Effects of threat context and cardiac sensitivity on fear responding to a 35% CO2 challenge: A test of the context-sensitivity panic vulnerability model

Department of Psychology, Laboratory for the Study of Anxiety Disorders, The University of Texas at Austin, 1 University Station, Mail Code A8000, Austin, TX 78712, USA.
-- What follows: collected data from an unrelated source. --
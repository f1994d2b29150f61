use criterion::{criterion_group, criterion_main, Criterion};
use mesh_collab::awareness::{Awareness, Origin};
use mesh_collab::broadcast::{BroadcastGuard, BroadcastHub};
use mesh_collab::codec::{Any, Decoder, Encoder};
use mesh_collab::crypto::EncryptionKey;
use mesh_collab::protocol::Message;
use mesh_collab::sync::{Document, YrsDocument};
use std::collections::HashMap;
use std::hint::black_box;

fn sample_state() -> Any {
    let mut map = HashMap::new();
    map.insert("name".to_string(), Any::from("alice"));
    map.insert("cursor".to_string(), Any::from(1234.0));
    map.insert("online".to_string(), Any::Bool(true));
    Any::object(map)
}

fn bench_var_uint_roundtrip(c: &mut Criterion) {
    c.bench_function("var_uint_roundtrip_1000", |b| {
        b.iter(|| {
            let mut encoder = Encoder::with_capacity(4096);
            for n in 0..1000u64 {
                encoder.write_var_uint(black_box(n * 7919));
            }
            let bytes = encoder.into_bytes();
            let mut decoder = Decoder::new(&bytes);
            for _ in 0..1000 {
                black_box(decoder.read_var_uint().unwrap());
            }
        })
    });
}

fn bench_any_encode(c: &mut Criterion) {
    let state = sample_state();
    c.bench_function("any_encode_object", |b| {
        b.iter(|| {
            let mut encoder = Encoder::new();
            encoder.write_any(black_box(&state));
            black_box(encoder.into_bytes());
        })
    });
}

fn bench_message_decode(c: &mut Criterion) {
    let encoded = Message::update(vec![0u8; 64]).encode();
    c.bench_function("message_decode_update_64B", |b| {
        b.iter(|| {
            black_box(Message::decode(black_box(&encoded)).unwrap());
        })
    });
}

fn bench_awareness_encode_100(c: &mut Criterion) {
    let awareness = Awareness::new(0);
    let mut update = Encoder::new();
    update.write_var_uint(100);
    for id in 1..=100u64 {
        update.write_var_uint(id);
        update.write_var_uint(0);
        update.write_var_string(&sample_state().to_json_string());
    }
    awareness.apply_update(update.as_bytes(), Origin::Remote("bench".into())).unwrap();

    c.bench_function("awareness_encode_full_100", |b| {
        b.iter(|| {
            black_box(awareness.encode_full_update());
        })
    });
}

fn bench_awareness_apply_100(c: &mut Criterion) {
    let mut update = Encoder::new();
    update.write_var_uint(100);
    for id in 1..=100u64 {
        update.write_var_uint(id);
        update.write_var_uint(1);
        update.write_var_string(&sample_state().to_json_string());
    }
    let bytes = update.into_bytes();

    c.bench_function("awareness_apply_100", |b| {
        b.iter(|| {
            let target = Awareness::new(0);
            target.apply_update(black_box(&bytes), Origin::Remote("bench".into())).unwrap();
            black_box(target.client_ids().len());
        })
    });
}

fn bench_sync_handshake(c: &mut Criterion) {
    let source = YrsDocument::new().unwrap();
    for i in 0..100 {
        source.insert_text("t", i, "x");
    }

    c.bench_function("sync_update_reply_100_ops", |b| {
        b.iter(|| {
            let target = YrsDocument::new().unwrap();
            let update = source.encode_state_as_update(&target.encode_state_vector()).unwrap();
            target.apply_update(&update, "bench").unwrap();
            black_box(target.text("t").len());
        })
    });
}

fn bench_encrypt_1kb(c: &mut Criterion) {
    let key = EncryptionKey::from_bytes(&[7u8; 32]);
    let payload = vec![0u8; 1024];
    c.bench_function("aes_gcm_encrypt_1KB", |b| {
        b.iter(|| {
            black_box(key.encrypt(black_box(&payload)).unwrap());
        })
    });
}

fn bench_broadcast_fanout(c: &mut Criterion) {
    let hub = BroadcastHub::new(2048);
    let (sender, _own) = hub.join("bench");
    let mut receivers: Vec<_> = (0..10).map(|_| hub.join("bench").1).collect();

    c.bench_function("broadcast_100_msgs_10_members", |b| {
        b.iter(|| {
            for _ in 0..100 {
                sender.publish(vec![0u8; 64]);
            }
            for receiver in &mut receivers {
                while let Some(frame) = receiver.try_recv() {
                    black_box(frame);
                }
            }
        })
    });
}

fn bench_guard_uncontended(c: &mut Criterion) {
    let guard = BroadcastGuard::new();
    c.bench_function("broadcast_guard_run", |b| {
        b.iter(|| {
            black_box(guard.run(|| {}));
        })
    });
}

criterion_group!(
    benches,
    bench_var_uint_roundtrip,
    bench_any_encode,
    bench_message_decode,
    bench_awareness_encode_100,
    bench_awareness_apply_100,
    bench_sync_handshake,
    bench_encrypt_1kb,
    bench_broadcast_fanout,
    bench_guard_uncontended,
);
criterion_main!(benches);
//! Variable-length binary codec shared by every wire and channel.
//!
//! Byte-compatible with the lib0 encoding used by Yjs peers:
//!
//! ```text
//! varuint   7 bits per byte, little-endian, high bit = "more follows"
//! varint    first byte: [more | sign | 6 bits], then varuint-style bytes
//! varstring varuint(byte length) . utf-8 bytes
//! varbytes  varuint(length) . raw bytes
//! any       tag byte (116..=127) . tag-specific body
//! ```
//!
//! Integers are limited to the 53-bit "safe" range so that values round-trip
//! through JavaScript peers. Anything larger is a decode error.

use std::collections::BTreeMap;

use crate::error::CodecError;

/// Largest integer representable without loss in an IEEE-754 double.
pub const MAX_SAFE_INTEGER: u64 = (1 << 53) - 1;

/// Deepest object/array nesting `read_any` accepts.
pub const MAX_ANY_DEPTH: usize = 128;

const BIT7: u8 = 0b0100_0000;
const BIT8: u8 = 0b1000_0000;
const BITS6: u8 = 0b0011_1111;
const BITS7: u8 = 0b0111_1111;

// `any` type tags, allocated downward from the top of the byte range.
const TAG_UNDEFINED: u8 = 127;
const TAG_NULL: u8 = 126;
const TAG_INTEGER: u8 = 125;
const TAG_FLOAT32: u8 = 124;
const TAG_FLOAT64: u8 = 123;
const TAG_BIGINT: u8 = 122;
const TAG_FALSE: u8 = 121;
const TAG_TRUE: u8 = 120;
const TAG_STRING: u8 = 119;
const TAG_OBJECT: u8 = 118;
const TAG_ARRAY: u8 = 117;
const TAG_BYTES: u8 = 116;

/// Untyped value carried by `write_any` / `read_any`.
///
/// Also the representation of awareness states, which travel as JSON.
#[derive(Debug, Clone, PartialEq)]
pub enum Any {
    Undefined,
    Null,
    /// Integer within the 53-bit safe range. Larger magnitudes are written
    /// as [`Any::BigInt`].
    Integer(i64),
    Float32(f32),
    Float64(f64),
    BigInt(i64),
    Bool(bool),
    String(String),
    Object(BTreeMap<String, Any>),
    Array(Vec<Any>),
    Bytes(Vec<u8>),
}

impl Any {
    pub fn is_null(&self) -> bool {
        matches!(self, Any::Null | Any::Undefined)
    }

    /// Field lookup on an object value.
    pub fn get(&self, key: &str) -> Option<&Any> {
        match self {
            Any::Object(map) => map.get(key),
            _ => None,
        }
    }

    pub fn as_str(&self) -> Option<&str> {
        match self {
            Any::String(s) => Some(s),
            _ => None,
        }
    }

    /// Serialize as a JSON string. Non-finite floats become `null`.
    pub fn to_json_string(&self) -> String {
        serde_json::Value::from(self).to_string()
    }

    /// Parse a JSON string.
    pub fn from_json_str(s: &str) -> Result<Any, serde_json::Error> {
        serde_json::from_str::<serde_json::Value>(s).map(Any::from)
    }

    /// Build an object from key/value pairs.
    pub fn object<K, I>(entries: I) -> Any
    where
        K: Into<String>,
        I: IntoIterator<Item = (K, Any)>,
    {
        Any::Object(entries.into_iter().map(|(k, v)| (k.into(), v)).collect())
    }
}

impl From<&str> for Any {
    fn from(s: &str) -> Self {
        Any::String(s.to_string())
    }
}

impl From<String> for Any {
    fn from(s: String) -> Self {
        Any::String(s)
    }
}

impl From<bool> for Any {
    fn from(b: bool) -> Self {
        Any::Bool(b)
    }
}

impl From<i64> for Any {
    fn from(n: i64) -> Self {
        Any::Integer(n)
    }
}

impl From<f64> for Any {
    fn from(n: f64) -> Self {
        Any::Float64(n)
    }
}

impl From<serde_json::Value> for Any {
    fn from(value: serde_json::Value) -> Self {
        use serde_json::Value;
        match value {
            Value::Null => Any::Null,
            Value::Bool(b) => Any::Bool(b),
            Value::Number(n) => match n.as_i64() {
                Some(i) if i.unsigned_abs() <= MAX_SAFE_INTEGER => Any::Integer(i),
                _ => Any::Float64(n.as_f64().unwrap_or(f64::NAN)),
            },
            Value::String(s) => Any::String(s),
            Value::Array(items) => Any::Array(items.into_iter().map(Any::from).collect()),
            Value::Object(map) => Any::Object(map.into_iter().map(|(k, v)| (k, Any::from(v))).collect()),
        }
    }
}

impl From<&Any> for serde_json::Value {
    fn from(any: &Any) -> Self {
        use serde_json::Value;
        match any {
            Any::Undefined | Any::Null => Value::Null,
            Any::Integer(n) | Any::BigInt(n) => Value::from(*n),
            Any::Float32(f) => serde_json::Number::from_f64(f64::from(*f))
                .map(Value::Number)
                .unwrap_or(Value::Null),
            Any::Float64(f) => serde_json::Number::from_f64(*f)
                .map(Value::Number)
                .unwrap_or(Value::Null),
            Any::Bool(b) => Value::Bool(*b),
            Any::String(s) => Value::String(s.clone()),
            Any::Object(map) => Value::Object(
                map.iter().map(|(k, v)| (k.clone(), Value::from(v))).collect(),
            ),
            Any::Array(items) => Value::Array(items.iter().map(Value::from).collect()),
            Any::Bytes(bytes) => Value::Array(bytes.iter().map(|b| Value::from(*b)).collect()),
        }
    }
}

// ───────────────────────────────────────────────────────────────────
// Encoder
// ───────────────────────────────────────────────────────────────────

/// Growable write buffer.
#[derive(Debug, Default, Clone)]
pub struct Encoder {
    buf: Vec<u8>,
}

impl Encoder {
    pub fn new() -> Self {
        Self { buf: Vec::new() }
    }

    pub fn with_capacity(capacity: usize) -> Self {
        Self { buf: Vec::with_capacity(capacity) }
    }

    pub fn len(&self) -> usize {
        self.buf.len()
    }

    pub fn is_empty(&self) -> bool {
        self.buf.is_empty()
    }

    pub fn into_bytes(self) -> Vec<u8> {
        self.buf
    }

    pub fn as_bytes(&self) -> &[u8] {
        &self.buf
    }

    pub fn write_u8(&mut self, byte: u8) {
        self.buf.push(byte);
    }

    /// Append raw bytes without a length prefix.
    pub fn write_raw(&mut self, bytes: &[u8]) {
        self.buf.extend_from_slice(bytes);
    }

    pub fn write_var_uint(&mut self, mut num: u64) {
        while num > u64::from(BITS7) {
            self.buf.push(BIT8 | (num as u8 & BITS7));
            num >>= 7;
        }
        self.buf.push(num as u8 & BITS7);
    }

    /// Signed varint: the second-highest bit of the first byte is the sign.
    pub fn write_var_int(&mut self, num: i64) {
        let negative = num < 0;
        let mut rest = num.unsigned_abs();
        let first = (if rest > u64::from(BITS6) { BIT8 } else { 0 })
            | (if negative { BIT7 } else { 0 })
            | (rest as u8 & BITS6);
        self.buf.push(first);
        rest >>= 6;
        while rest > 0 {
            let more = if rest > u64::from(BITS7) { BIT8 } else { 0 };
            self.buf.push(more | (rest as u8 & BITS7));
            rest >>= 7;
        }
    }

    pub fn write_var_string(&mut self, s: &str) {
        self.write_var_bytes(s.as_bytes());
    }

    pub fn write_var_bytes(&mut self, bytes: &[u8]) {
        self.write_var_uint(bytes.len() as u64);
        self.buf.extend_from_slice(bytes);
    }

    pub fn write_f32(&mut self, f: f32) {
        self.buf.extend_from_slice(&f.to_be_bytes());
    }

    pub fn write_f64(&mut self, f: f64) {
        self.buf.extend_from_slice(&f.to_be_bytes());
    }

    pub fn write_i64(&mut self, n: i64) {
        self.buf.extend_from_slice(&n.to_be_bytes());
    }

    pub fn write_any(&mut self, value: &Any) {
        match value {
            Any::Undefined => self.write_u8(TAG_UNDEFINED),
            Any::Null => self.write_u8(TAG_NULL),
            Any::Integer(n) if n.unsigned_abs() <= MAX_SAFE_INTEGER => {
                self.write_u8(TAG_INTEGER);
                self.write_var_int(*n);
            }
            Any::Integer(n) | Any::BigInt(n) => {
                self.write_u8(TAG_BIGINT);
                self.write_i64(*n);
            }
            Any::Float32(f) => {
                self.write_u8(TAG_FLOAT32);
                self.write_f32(*f);
            }
            Any::Float64(f) => {
                self.write_u8(TAG_FLOAT64);
                self.write_f64(*f);
            }
            Any::Bool(true) => self.write_u8(TAG_TRUE),
            Any::Bool(false) => self.write_u8(TAG_FALSE),
            Any::String(s) => {
                self.write_u8(TAG_STRING);
                self.write_var_string(s);
            }
            Any::Object(map) => {
                self.write_u8(TAG_OBJECT);
                self.write_var_uint(map.len() as u64);
                for (key, v) in map {
                    self.write_var_string(key);
                    self.write_any(v);
                }
            }
            Any::Array(items) => {
                self.write_u8(TAG_ARRAY);
                self.write_var_uint(items.len() as u64);
                for item in items {
                    self.write_any(item);
                }
            }
            Any::Bytes(bytes) => {
                self.write_u8(TAG_BYTES);
                self.write_var_bytes(bytes);
            }
        }
    }
}

// ───────────────────────────────────────────────────────────────────
// Decoder
// ───────────────────────────────────────────────────────────────────

/// Cursor over a borrowed byte slice.
#[derive(Debug, Clone)]
pub struct Decoder<'a> {
    buf: &'a [u8],
    pos: usize,
}

impl<'a> Decoder<'a> {
    pub fn new(buf: &'a [u8]) -> Self {
        Self { buf, pos: 0 }
    }

    /// Whether unread bytes remain.
    pub fn has_content(&self) -> bool {
        self.pos < self.buf.len()
    }

    pub fn remaining(&self) -> usize {
        self.buf.len() - self.pos
    }

    /// Everything not yet consumed.
    pub fn rest(&mut self) -> &'a [u8] {
        let rest = &self.buf[self.pos..];
        self.pos = self.buf.len();
        rest
    }

    pub fn read_u8(&mut self) -> Result<u8, CodecError> {
        let byte = *self.buf.get(self.pos).ok_or(CodecError::UnexpectedEndOfInput)?;
        self.pos += 1;
        Ok(byte)
    }

    pub fn read_raw(&mut self, len: usize) -> Result<&'a [u8], CodecError> {
        let end = self.pos.checked_add(len).ok_or(CodecError::UnexpectedEndOfInput)?;
        let slice = self.buf.get(self.pos..end).ok_or(CodecError::UnexpectedEndOfInput)?;
        self.pos = end;
        Ok(slice)
    }

    pub fn read_var_uint(&mut self) -> Result<u64, CodecError> {
        let mut num: u64 = 0;
        let mut mult: u64 = 1;
        loop {
            let r = self.read_u8()?;
            let part = u64::from(r & BITS7)
                .checked_mul(mult)
                .ok_or(CodecError::IntegerOutOfRange)?;
            num = num.checked_add(part).ok_or(CodecError::IntegerOutOfRange)?;
            if num > MAX_SAFE_INTEGER {
                return Err(CodecError::IntegerOutOfRange);
            }
            if r < BIT8 {
                return Ok(num);
            }
            mult = mult.checked_mul(128).ok_or(CodecError::IntegerOutOfRange)?;
        }
    }

    /// Varuint narrowed to `u32` (client ids, clocks).
    pub fn read_var_u32(&mut self) -> Result<u32, CodecError> {
        u32::try_from(self.read_var_uint()?).map_err(|_| CodecError::IntegerOutOfRange)
    }

    pub fn read_var_int(&mut self) -> Result<i64, CodecError> {
        let first = self.read_u8()?;
        let negative = first & BIT7 != 0;
        let mut num = u64::from(first & BITS6);
        if first & BIT8 != 0 {
            let mut mult: u64 = 64;
            loop {
                let r = self.read_u8()?;
                let part = u64::from(r & BITS7)
                    .checked_mul(mult)
                    .ok_or(CodecError::IntegerOutOfRange)?;
                num = num.checked_add(part).ok_or(CodecError::IntegerOutOfRange)?;
                if num > MAX_SAFE_INTEGER {
                    return Err(CodecError::IntegerOutOfRange);
                }
                if r < BIT8 {
                    break;
                }
                mult = mult.checked_mul(128).ok_or(CodecError::IntegerOutOfRange)?;
            }
        }
        // num <= MAX_SAFE_INTEGER, so the cast is lossless
        let signed = num as i64;
        Ok(if negative { -signed } else { signed })
    }

    pub fn read_var_bytes(&mut self) -> Result<&'a [u8], CodecError> {
        let len = self.read_var_uint()?;
        let len = usize::try_from(len).map_err(|_| CodecError::IntegerOutOfRange)?;
        self.read_raw(len)
    }

    pub fn read_var_string(&mut self) -> Result<String, CodecError> {
        let bytes = self.read_var_bytes()?;
        std::str::from_utf8(bytes)
            .map(str::to_owned)
            .map_err(|_| CodecError::InvalidUtf8)
    }

    pub fn read_f32(&mut self) -> Result<f32, CodecError> {
        let bytes = self.read_raw(4)?;
        let mut arr = [0u8; 4];
        arr.copy_from_slice(bytes);
        Ok(f32::from_be_bytes(arr))
    }

    pub fn read_f64(&mut self) -> Result<f64, CodecError> {
        let bytes = self.read_raw(8)?;
        let mut arr = [0u8; 8];
        arr.copy_from_slice(bytes);
        Ok(f64::from_be_bytes(arr))
    }

    pub fn read_i64(&mut self) -> Result<i64, CodecError> {
        let bytes = self.read_raw(8)?;
        let mut arr = [0u8; 8];
        arr.copy_from_slice(bytes);
        Ok(i64::from_be_bytes(arr))
    }

    pub fn read_any(&mut self) -> Result<Any, CodecError> {
        self.read_any_at(0)
    }

    fn read_any_at(&mut self, depth: usize) -> Result<Any, CodecError> {
        if depth > MAX_ANY_DEPTH {
            return Err(CodecError::NestingTooDeep);
        }
        let tag = self.read_u8()?;
        Ok(match tag {
            TAG_UNDEFINED => Any::Undefined,
            TAG_NULL => Any::Null,
            TAG_INTEGER => Any::Integer(self.read_var_int()?),
            TAG_FLOAT32 => Any::Float32(self.read_f32()?),
            TAG_FLOAT64 => Any::Float64(self.read_f64()?),
            TAG_BIGINT => Any::BigInt(self.read_i64()?),
            TAG_FALSE => Any::Bool(false),
            TAG_TRUE => Any::Bool(true),
            TAG_STRING => Any::String(self.read_var_string()?),
            TAG_OBJECT => {
                let len = self.read_var_uint()?;
                let mut map = BTreeMap::new();
                for _ in 0..len {
                    let key = self.read_var_string()?;
                    let value = self.read_any_at(depth + 1)?;
                    map.insert(key, value);
                }
                Any::Object(map)
            }
            TAG_ARRAY => {
                let len = self.read_var_uint()?;
                // Cap the preallocation; a bogus length must not trigger a huge alloc.
                let mut items = Vec::with_capacity((len as usize).min(self.remaining()));
                for _ in 0..len {
                    items.push(self.read_any_at(depth + 1)?);
                }
                Any::Array(items)
            }
            TAG_BYTES => Any::Bytes(self.read_var_bytes()?.to_vec()),
            other => return Err(CodecError::UnknownAnyTag(other)),
        })
    }
}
Journal of Behavior Therapy and Experimental Psychiatry (Impact Factor: 2.23). 12/2010; 41(4):365-72. DOI: 10.1016/j.jbtep.2010.03.008
Source: PubMed

ABSTRACT The present study tested several predictions of a context-sensitivity panic vulnerability model emphasizing the interaction between threat context and threat sensitivities. Participants without a history of panic (N=47) completed both global and domain-specific panic relevant sensitivity measures and were then randomized to undergo a 35% CO2 inhalation challenge in the presence or absence of a cardiac defibrillator (threat context). As predicted by the model, cardiac sensitivity (but not trait anxiety or anxiety sensitivity) potentiated the effects of the presence of the defibrillator on CO2 fear responding. Moreover, as predicted by the model, the observed potentiation effects of cardiac sensitivity on CO2 fear responding were mediated by participants' threat appraisals connected to the presence of the defibrillator. Theoretical and clinical implications are discussed.